The X7 Coastrider is an hourly bus route between Perth and Aberdeen via Dundee operated by Stagecoach East Scotland. The service runs seven days per week.

History 
The route was introduced on 12 September 2011 and was initially operated by a fleet of six new Plaxton Elite coaches. In 2014, Stagecoach purchased eight new Plaxton Elite-i interdeck coaches for the route. These began service on 24 November. At this time, the southern terminus of the service was also extended from Dundee to Perth. The extension replaced route number 333, which operated between Perth Royal Infirmary and Ninewells Hospital. A ninth coach was subsequently acquired for the route. In 2020, additional services numbered X7 were introduced between Aberdeen and Stonehaven, some of which continue through Stonehaven, providing an additional town service.

Criticism 
The introduction of new coaches has been criticised by passengers who claim that they have insufficient space for wheelchair users, and that the steep stairs are hard to climb. The service is used by patients at Perth Royal Infirmary and Ninewells Hospital in Dundee.
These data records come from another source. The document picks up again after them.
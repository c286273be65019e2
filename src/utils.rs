// Ultralytics 🚀 AGPL-3.0 License - https://ultralytics.com/license

//! Box geometry helpers for pose decoding.

/// Calculate Intersection over Union (`IoU`) between two `[x1, y1, x2, y2]` boxes.
#[must_use]
pub fn calculate_iou(box1: &[f32; 4], box2: &[f32; 4]) -> f32 {
    let x1 = box1[0].max(box2[0]);
    let y1 = box1[1].max(box2[1]);
    let x2 = box1[2].min(box2[2]);
    let y2 = box1[3].min(box2[3]);

    let intersection = (x2 - x1).max(0.0) * (y2 - y1).max(0.0);
    let area1 = box_area(box1);
    let area2 = box_area(box2);
    let union = area1 + area2 - intersection;

    if union <= 0.0 { 0.0 } else { intersection / union }
}

/// Area of an `[x1, y1, x2, y2]` box; zero for inverted boxes.
#[must_use]
pub fn box_area(b: &[f32; 4]) -> f32 {
    (b[2] - b[0]).max(0.0) * (b[3] - b[1]).max(0.0)
}

/// Non-Maximum Suppression over `(bbox, score)` pairs.
///
/// Returns indices of kept boxes ordered by descending score. NaN scores sort
/// last.
#[must_use]
pub fn nms(boxes: &[([f32; 4], f32)], iou_threshold: f32) -> Vec<usize> {
    let mut indices: Vec<usize> = (0..boxes.len()).collect();
    indices.sort_by(|&a, &b| boxes[b].1.total_cmp(&boxes[a].1));

    let mut keep = Vec::new();
    let mut suppressed = vec![false; boxes.len()];

    for (pos, &i) in indices.iter().enumerate() {
        if suppressed[i] {
            continue;
        }
        keep.push(i);

        for &j in &indices[pos + 1..] {
            if !suppressed[j] && calculate_iou(&boxes[i].0, &boxes[j].0) > iou_threshold {
                suppressed[j] = true;
            }
        }
    }

    keep
}
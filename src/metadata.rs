// Ultralytics 🚀 AGPL-3.0 License - https://ultralytics.com/license

//! ONNX model metadata parsing.
//!
//! Ultralytics exports store their configuration as YAML-ish strings in the
//! ONNX custom metadata. Only the fields the pose pipeline needs are kept.

use std::collections::HashMap;

use crate::error::{MeasureError, Result};
use crate::keypoints::NUM_KEYPOINTS;

/// Metadata extracted from an Ultralytics YOLO pose ONNX model.
#[derive(Debug, Clone, PartialEq)]
pub struct ModelMetadata {
    /// Model description (e.g., "Ultralytics YOLO11n-pose model trained on coco-pose.yaml").
    pub description: String,
    /// Ultralytics version used for export.
    pub version: String,
    /// Task name as written by the exporter ("pose" for keypoint models).
    pub task: String,
    /// Input image size as (height, width).
    pub imgsz: (usize, usize),
    /// Keypoint layout as (keypoints per person, values per keypoint).
    pub kpt_shape: (usize, usize),
}

impl ModelMetadata {
    /// Parse metadata from ONNX custom metadata properties.
    ///
    /// Entries are joined into one `key: value` document before parsing, so the
    /// same code handles per-key and single-blob exports.
    ///
    /// # Errors
    ///
    /// Returns an error if a numeric field is malformed.
    pub fn from_onnx_metadata(metadata_map: &HashMap<String, String>) -> Result<Self> {
        let yaml: String = metadata_map
            .iter()
            .map(|(key, value)| {
                if key.is_empty() || key == "metadata" || key == "model_metadata" {
                    value.clone()
                } else {
                    format!("{key}: {value}")
                }
            })
            .collect::<Vec<_>>()
            .join("\n");

        Self::from_yaml_str(&yaml)
    }

    /// Parse metadata from a YAML string.
    ///
    /// # Errors
    ///
    /// Returns an error if the `imgsz` or `kpt_shape` values are malformed.
    pub fn from_yaml_str(yaml_str: &str) -> Result<Self> {
        let mut metadata = Self::default();

        for line in yaml_str.lines() {
            let line = line.trim();
            if line.is_empty() || line.starts_with('#') {
                continue;
            }

            let Some((key, value)) = line.split_once(':') else {
                continue;
            };
            let value = value.trim().trim_matches('\'').trim_matches('"');

            match key.trim() {
                "description" => metadata.description = value.to_string(),
                "version" => metadata.version = value.to_string(),
                "task" => metadata.task = value.to_lowercase(),
                _ => {}
            }
        }

        if let Some(imgsz) = parse_pair(yaml_str, "imgsz")? {
            metadata.imgsz = imgsz;
        }
        if let Some(kpt_shape) = parse_pair(yaml_str, "kpt_shape")? {
            metadata.kpt_shape = kpt_shape;
        }

        Ok(metadata)
    }

    /// Check that the model produces COCO body keypoints.
    ///
    /// # Errors
    ///
    /// Returns [`MeasureError::ModelLoadError`] for non-pose models or an
    /// unsupported keypoint layout.
    pub fn ensure_pose(&self) -> Result<()> {
        if self.task != "pose" {
            return Err(MeasureError::ModelLoadError(format!(
                "Expected a pose model, got task '{}'",
                self.task
            )));
        }
        let (num_kpts, kpt_dim) = self.kpt_shape;
        if num_kpts != NUM_KEYPOINTS || !(kpt_dim == 2 || kpt_dim == 3) {
            return Err(MeasureError::ModelLoadError(format!(
                "Unsupported keypoint shape [{num_kpts}, {kpt_dim}], expected [{NUM_KEYPOINTS}, 2] or [{NUM_KEYPOINTS}, 3]"
            )));
        }
        Ok(())
    }
}

impl Default for ModelMetadata {
    fn default() -> Self {
        Self {
            description: String::new(),
            version: String::new(),
            task: "pose".to_string(),
            imgsz: (640, 640),
            kpt_shape: (NUM_KEYPOINTS, 3),
        }
    }
}

/// Parse a two-element list, inline (`key: [a, b]`) or as a block list.
fn parse_pair(yaml_str: &str, key: &str) -> Result<Option<(usize, usize)>> {
    let prefix = format!("{key}:");
    let lines: Vec<&str> = yaml_str.lines().collect();
    let Some(pos) = lines.iter().position(|l| l.trim_start().starts_with(&prefix)) else {
        return Ok(None);
    };

    let rest = lines[pos].trim_start()[prefix.len()..].trim();
    let values: Vec<&str> = if let Some(inner) = rest.strip_prefix('[') {
        inner.trim_end_matches(']').split(',').map(str::trim).collect()
    } else if rest.is_empty() {
        lines[pos + 1..]
            .iter()
            .map(|l| l.trim())
            .take_while(|l| l.starts_with('-'))
            .map(|l| l.trim_start_matches('-').trim())
            .collect()
    } else {
        // A scalar applies to both dimensions (e.g. "imgsz: 640")
        vec![rest, rest]
    };

    let parsed: Vec<usize> = values
        .iter()
        .filter(|v| !v.is_empty())
        .map(|v| {
            v.parse().map_err(|_| {
                MeasureError::ModelLoadError(format!("Invalid {key} value: {v}"))
            })
        })
        .collect::<Result<_>>()?;

    match parsed.as_slice() {
        [a, b, ..] => Ok(Some((*a, *b))),
        _ => Err(MeasureError::ModelLoadError(format!(
            "Expected two values for {key}, got {}",
            parsed.len()
        ))),
    }
}
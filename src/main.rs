// Ultralytics 🚀 AGPL-3.0 License - https://ultralytics.com/license

use std::process::ExitCode;

use clap::Parser;
use pose_measure::cli::args::{Cli, Commands};
use pose_measure::cli::logging::init_tracing;
use pose_measure::cli::{measure, serve};

fn main() -> ExitCode {
    let cli = Cli::parse();
    init_tracing(cli.verbose);

    let result = match &cli.command {
        Commands::Serve(args) => serve::run(args),
        Commands::Measure(args) => measure::run(args),
    };

    match result {
        Ok(()) => ExitCode::SUCCESS,
        Err(e) => {
            tracing::error!(error = %e, "Command failed");
            pose_measure::error!("{e}");
            ExitCode::FAILURE
        }
    }
}
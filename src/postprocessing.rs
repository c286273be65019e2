// Ultralytics 🚀 AGPL-3.0 License - https://ultralytics.com/license

//! Pose output decoding.
//!
//! YOLO pose heads emit one row of features per anchor: a `cx, cy, w, h` box,
//! one score per class, then `kpt_dim` values for each keypoint. Exports differ
//! in whether the tensor is `[1, features, anchors]` or `[1, anchors, features]`,
//! so the layout is inferred from the shape.

#![allow(clippy::cast_precision_loss)]

use ndarray::{Array2, s};

use crate::inference::DetectorConfig;
use crate::keypoints::{Keypoint, KeypointSet};
use crate::preprocessing::{PreprocessResult, clip_coords, scale_coords, scale_point};
use crate::utils::{box_area, nms};

/// A single person found by the pose model, in original image coordinates.
#[derive(Debug, Clone)]
pub struct PoseDetection {
    /// Person bounding box as `[x1, y1, x2, y2]`.
    pub bbox: [f32; 4],
    /// Person score after NMS.
    pub confidence: f32,
    /// Keypoints in COCO order.
    pub keypoints: KeypointSet,
}

impl PoseDetection {
    /// Area of the bounding box in square pixels.
    #[must_use]
    pub fn area(&self) -> f32 {
        box_area(&self.bbox)
    }
}

/// Work out `(num_preds, is_transposed)` for a pose output tensor.
///
/// `is_transposed` is true when rows are predictions (`[1, anchors, features]`).
fn parse_pose_shape(shape: &[usize], min_features: usize) -> (usize, bool) {
    let (a, b) = match shape {
        [1, a, b] | [a, b] => (*a, *b),
        _ => return (0, false),
    };

    if a >= min_features && (a < b || b < min_features) {
        (b, false)
    } else {
        (a, true)
    }
}

/// Decode raw pose model output into people.
///
/// Candidates below `config.confidence_threshold` are dropped before NMS, and
/// at most `config.max_detections` survive. The returned list is sorted by
/// descending confidence. Malformed output yields an empty list.
///
/// # Arguments
///
/// * `output` - Flattened output tensor.
/// * `shape` - Output tensor shape.
/// * `preprocess` - Letterbox transform of the input image.
/// * `config` - Thresholds for filtering and NMS.
/// * `kpt_shape` - Keypoints per person and values per keypoint (2 or 3).
#[must_use]
pub fn decode_poses(
    output: &[f32],
    shape: &[usize],
    preprocess: &PreprocessResult,
    config: &DetectorConfig,
    kpt_shape: (usize, usize),
) -> Vec<PoseDetection> {
    let (num_keypoints, kpt_dim) = kpt_shape;
    let kpt_features = num_keypoints * kpt_dim;
    let min_features = 4 + 1 + kpt_features;

    let (num_preds, is_transposed) = parse_pose_shape(shape, min_features);
    if output.is_empty() || num_preds == 0 || output.len() % num_preds != 0 {
        return Vec::new();
    }

    let num_features = output.len() / num_preds;
    if num_features < min_features {
        tracing::warn!(
            num_features,
            expected = min_features,
            "Pose model output has too few features"
        );
        return Vec::new();
    }

    let rows = if is_transposed {
        Array2::from_shape_vec((num_preds, num_features), output.to_vec()).ok()
    } else {
        Array2::from_shape_vec((num_features, num_preds), output.to_vec())
            .ok()
            .map(|a| a.reversed_axes())
    };
    let Some(rows) = rows else {
        return Vec::new();
    };

    let num_classes = num_features - 4 - kpt_features;
    let kpt_start = 4 + num_classes;
    let (orig_h, orig_w) = preprocess.orig_shape;

    let mut candidates: Vec<PoseDetection> = Vec::new();
    for row in rows.outer_iter() {
        let score = row
            .slice(s![4..kpt_start])
            .iter()
            .copied()
            .filter(|v| !v.is_nan())
            .fold(0.0_f32, f32::max);
        if score < config.confidence_threshold {
            continue;
        }

        let (cx, cy, w, h) = (row[0], row[1], row[2], row[3]);
        let xyxy = [cx - w / 2.0, cy - h / 2.0, cx + w / 2.0, cy + h / 2.0];
        let bbox = clip_coords(
            &scale_coords(&xyxy, preprocess.scale, preprocess.padding),
            preprocess.orig_shape,
        );

        let points = (0..num_keypoints)
            .map(|k| {
                let offset = kpt_start + k * kpt_dim;
                let (x, y) = scale_point(row[offset], row[offset + 1], preprocess.scale, preprocess.padding);
                let confidence = if kpt_dim >= 3 { row[offset + 2] } else { 1.0 };
                Keypoint::with_confidence(
                    x.clamp(0.0, orig_w as f32),
                    y.clamp(0.0, orig_h as f32),
                    confidence,
                )
            })
            .collect::<Vec<_>>();

        candidates.push(PoseDetection {
            bbox,
            confidence: score,
            keypoints: KeypointSet::new(points),
        });
    }

    if candidates.is_empty() {
        return Vec::new();
    }

    let scored: Vec<([f32; 4], f32)> = candidates.iter().map(|c| (c.bbox, c.confidence)).collect();
    let keep = nms(&scored, config.iou_threshold);

    let mut slots: Vec<Option<PoseDetection>> = candidates.into_iter().map(Some).collect();
    keep.into_iter()
        .take(config.max_detections)
        .filter_map(|i| slots[i].take())
        .collect()
}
In response, Stagecoach stated that the vehicles meet Disability Discrimination Act standards and all had a space for a wheelchair user. The company stated in 2018 that the coaches were necessary to meet demand for the X7 service and that low-floor vehicles would have insufficient capacity.

Despite this, in September 2017, the company introduced a service numbered X8 to increase the frequency of service between Perth and Arbroath and "providing an alternative option for customers who may struggle with the stairs on the X7". The X8 route was withdrawn in 2018.